DATA EXTRACTS -

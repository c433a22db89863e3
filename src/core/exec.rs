//! External command execution with a uniform timeout
//!
//! Every collaborator (git, gh, npm, cargo, docker, vsce, build/test
//! commands) goes through [`CommandRunner`], so tests can substitute a fake
//! and no process can block the pipeline forever.

use crate::core::error::{CommandError, RailResult};
use std::io::Read;
use std::path::{Path, PathBuf};
use std::process::{Command, Stdio};
use std::sync::mpsc::{self, Receiver, RecvTimeoutError};
use std::thread;
use std::time::{Duration, Instant};

/// Bytes of output kept per stream
const MAX_OUTPUT_BYTES: usize = 256 * 1024;

/// Interval between child status polls
const POLL_INTERVAL: Duration = Duration::from_millis(25);

/// Minimum wait for pipes to close after the child exits
const PIPE_GRACE: Duration = Duration::from_millis(250);

const READ_CHUNK: usize = 8 * 1024;

/// A fully described external command
#[derive(Debug, Clone, PartialEq, Eq)]
pub struct CommandSpec {
  pub program: String,
  pub args: Vec<String>,
  pub cwd: Option<PathBuf>,
  pub env: Vec<(String, String)>,
  /// Start from an empty environment (PATH and HOME are kept)
  pub isolated_env: bool,
  pub timeout: Duration,
}

impl CommandSpec {
  pub fn new(program: impl Into<String>, timeout: Duration) -> Self {
    Self {
      program: program.into(),
      args: Vec::new(),
      cwd: None,
      env: Vec::new(),
      isolated_env: false,
      timeout,
    }
  }

  /// Run a command line through the platform shell
  pub fn shell(command_line: &str, timeout: Duration) -> Self {
    if cfg!(windows) {
      Self::new("cmd", timeout).args(["/C", command_line])
    } else {
      Self::new("sh", timeout).args(["-c", command_line])
    }
  }

  pub fn arg(mut self, arg: impl Into<String>) -> Self {
    self.args.push(arg.into());
    self
  }

  pub fn args<I, S>(mut self, args: I) -> Self
  where
    I: IntoIterator<Item = S>,
    S: Into<String>,
  {
    self.args.extend(args.into_iter().map(Into::into));
    self
  }

  pub fn current_dir(mut self, dir: impl AsRef<Path>) -> Self {
    self.cwd = Some(dir.as_ref().to_path_buf());
    self
  }

  pub fn env(mut self, key: impl Into<String>, value: impl Into<String>) -> Self {
    self.env.push((key.into(), value.into()));
    self
  }

  pub fn isolated(mut self) -> Self {
    self.isolated_env = true;
    self
  }

  /// Command line as shown in logs and errors
  pub fn display(&self) -> String {
    if self.args.is_empty() {
      self.program.clone()
    } else {
      format!("{} {}", self.program, self.args.join(" "))
    }
  }
}

/// Captured result of an external command
#[derive(Debug, Clone, Default, PartialEq, Eq)]
pub struct CommandOutput {
  pub status: Option<i32>,
  pub stdout: String,
  pub stderr: String,
  pub duration: Duration,
}

impl CommandOutput {
  pub fn success(&self) -> bool {
    self.status == Some(0)
  }

  /// stdout and stderr joined, the way a terminal would show them
  pub fn combined(&self) -> String {
    match (self.stdout.trim().is_empty(), self.stderr.trim().is_empty()) {
      (true, true) => String::new(),
      (false, true) => self.stdout.trim_end().to_string(),
      (true, false) => self.stderr.trim_end().to_string(),
      (false, false) => format!("{}\n{}", self.stdout.trim_end(), self.stderr.trim_end()),
    }
  }
}

/// The single seam for running external commands
pub trait CommandRunner: Send + Sync {
  /// Run to completion or until the spec's timeout elapses
  ///
  /// A non-zero exit status is not an error; callers inspect
  /// [`CommandOutput::success`]. Spawn failures and timeouts are errors.
  fn run(&self, spec: &CommandSpec) -> RailResult<CommandOutput>;
}

/// Runs commands as real child processes
#[derive(Debug, Default, Clone, Copy)]
pub struct SystemRunner;

impl CommandRunner for SystemRunner {
  fn run(&self, spec: &CommandSpec) -> RailResult<CommandOutput> {
    let mut cmd = Command::new(&spec.program);
    cmd.args(&spec.args).stdin(Stdio::null()).stdout(Stdio::piped()).stderr(Stdio::piped());

    if let Some(cwd) = &spec.cwd {
      cmd.current_dir(cwd);
    }

    if spec.isolated_env {
      cmd.env_clear();
      for key in ["PATH", "HOME"] {
        if let Ok(value) = std::env::var(key) {
          cmd.env(key, value);
        }
      }
    }
    for (key, value) in &spec.env {
      cmd.env(key, value);
    }

    tracing::debug!(command = %spec.display(), timeout_secs = spec.timeout.as_secs(), "running");

    let start = Instant::now();
    let mut child = cmd.spawn().map_err(|e| CommandError::Spawn {
      command: spec.display(),
      message: e.to_string(),
    })?;

    // Drain pipes on their own threads so a chatty child can't fill the
    // pipe buffer and stall before we notice it exited.
    let stdout_reader = child.stdout.take().map(spawn_reader);
    let stderr_reader = child.stderr.take().map(spawn_reader);

    let status = loop {
      if let Some(status) = child.try_wait()? {
        break Some(status);
      }
      if start.elapsed() > spec.timeout {
        let _ = child.kill();
        let _ = child.wait();
        break None;
      }
      thread::sleep(POLL_INTERVAL);
    };

    // On timeout the readers are detached: grandchildren of a killed shell
    // may still hold the pipes open.
    let Some(status) = status else {
      tracing::warn!(command = %spec.display(), "timed out");
      return Err(
        CommandError::TimedOut {
          command: spec.display(),
          timeout: spec.timeout,
        }
        .into(),
      );
    };

    // A background process started by the command can inherit the pipes and
    // keep them open; stop collecting at the deadline.
    let deadline = (start + spec.timeout).max(Instant::now() + PIPE_GRACE);
    let (stdout, stdout_closed) = collect_output(stdout_reader, deadline);
    let (stderr, stderr_closed) = collect_output(stderr_reader, deadline);
    if !(stdout_closed && stderr_closed) {
      tracing::warn!(command = %spec.display(), "output pipes still open after exit, output may be incomplete");
    }

    Ok(CommandOutput {
      status: status.code(),
      stdout,
      stderr,
      duration: start.elapsed(),
    })
  }
}

/// Forward up to `MAX_OUTPUT_BYTES` in chunks, then keep draining so the
/// child never blocks on a full pipe
fn spawn_reader<R: Read + Send + 'static>(mut stream: R) -> Receiver<Vec<u8>> {
  let (tx, rx) = mpsc::channel();
  thread::spawn(move || {
    let mut chunk = [0u8; READ_CHUNK];
    let mut forwarded = 0;
    loop {
      let n = match stream.read(&mut chunk) {
        Ok(0) => break,
        Ok(n) => n,
        Err(e) if e.kind() == std::io::ErrorKind::Interrupted => continue,
        Err(_) => break,
      };
      let keep = n.min(MAX_OUTPUT_BYTES - forwarded);
      if keep > 0 {
        forwarded += keep;
        if tx.send(chunk[..keep].to_vec()).is_err() {
          break;
        }
      }
    }
  });
  rx
}

/// Output received before the stream closed or `deadline` passed; the flag
/// is false when the deadline cut it short
fn collect_output(reader: Option<Receiver<Vec<u8>>>, deadline: Instant) -> (String, bool) {
  let Some(rx) = reader else {
    return (String::new(), true);
  };

  let mut bytes = Vec::new();
  let closed = loop {
    match rx.recv_timeout(deadline.saturating_duration_since(Instant::now())) {
      Ok(chunk) => bytes.extend_from_slice(&chunk),
      Err(RecvTimeoutError::Disconnected) => break true,
      Err(RecvTimeoutError::Timeout) => break false,
    }
  };
  (String::from_utf8_lossy(&bytes).into_owned(), closed)
}


#[cfg(all(test, unix))]
mod tests {
  use super::*;

  #[test]
  fn test_captures_exit_status_and_output() {
    let spec = CommandSpec::shell("echo out; echo err 1>&2; exit 3", Duration::from_secs(10));
    let output = SystemRunner.run(&spec).unwrap();
    assert_eq!(output.status, Some(3));
    assert!(!output.success());
    assert_eq!(output.stdout.trim(), "out");
    assert_eq!(output.stderr.trim(), "err");
    assert_eq!(output.combined(), "out\nerr");
  }

  #[test]
  fn test_timeout_kills_child() {
    let spec = CommandSpec::shell("sleep 5", Duration::from_millis(200));
    let start = Instant::now();
    let err = SystemRunner.run(&spec).unwrap_err();
    assert!(start.elapsed() < Duration::from_secs(4));
    assert!(matches!(
      err,
      crate::core::error::RailError::Command(CommandError::TimedOut { .. })
    ));
  }

  #[test]
  fn test_background_process_holding_pipes_does_not_block() {
    let spec = CommandSpec::shell("sleep 6 & echo started", Duration::from_secs(1));
    let start = Instant::now();
    let output = SystemRunner.run(&spec).unwrap();
    assert!(start.elapsed() < Duration::from_secs(4), "took {:?}", start.elapsed());
    assert_eq!(output.status, Some(0));
    assert_eq!(output.stdout.trim(), "started");
  }

  #[test]
  fn test_output_is_capped_per_stream() {
    let spec = CommandSpec::shell("head -c 400000 /dev/zero | tr '\\0' a", Duration::from_secs(10));
    let output = SystemRunner.run(&spec).unwrap();
    assert!(output.success());
    assert_eq!(output.stdout.len(), MAX_OUTPUT_BYTES);
    assert!(output.stdout.bytes().all(|b| b == b'a'));
  }

  #[test]
  fn test_spawn_failure_is_error() {
    let spec = CommandSpec::new("definitely-not-a-real-binary-xyz", Duration::from_secs(1));
    let err = SystemRunner.run(&spec).unwrap_err();
    assert!(matches!(
      err,
      crate::core::error::RailError::Command(CommandError::Spawn { .. })
    ));
  }

  #[test]
  fn test_runs_in_working_directory() {
    let dir = tempfile::TempDir::new().unwrap();
    std::fs::write(dir.path().join("marker.txt"), "x").unwrap();
    let spec = CommandSpec::shell("ls", Duration::from_secs(5)).current_dir(dir.path());
    let output = SystemRunner.run(&spec).unwrap();
    assert!(output.stdout.contains("marker.txt"));
  }
}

PROBLEM TO SOLVE -
Give the count of lines in the data above that hold the string "Stdio", with no additional words.

ANSWER TO THE EXERCISE -
2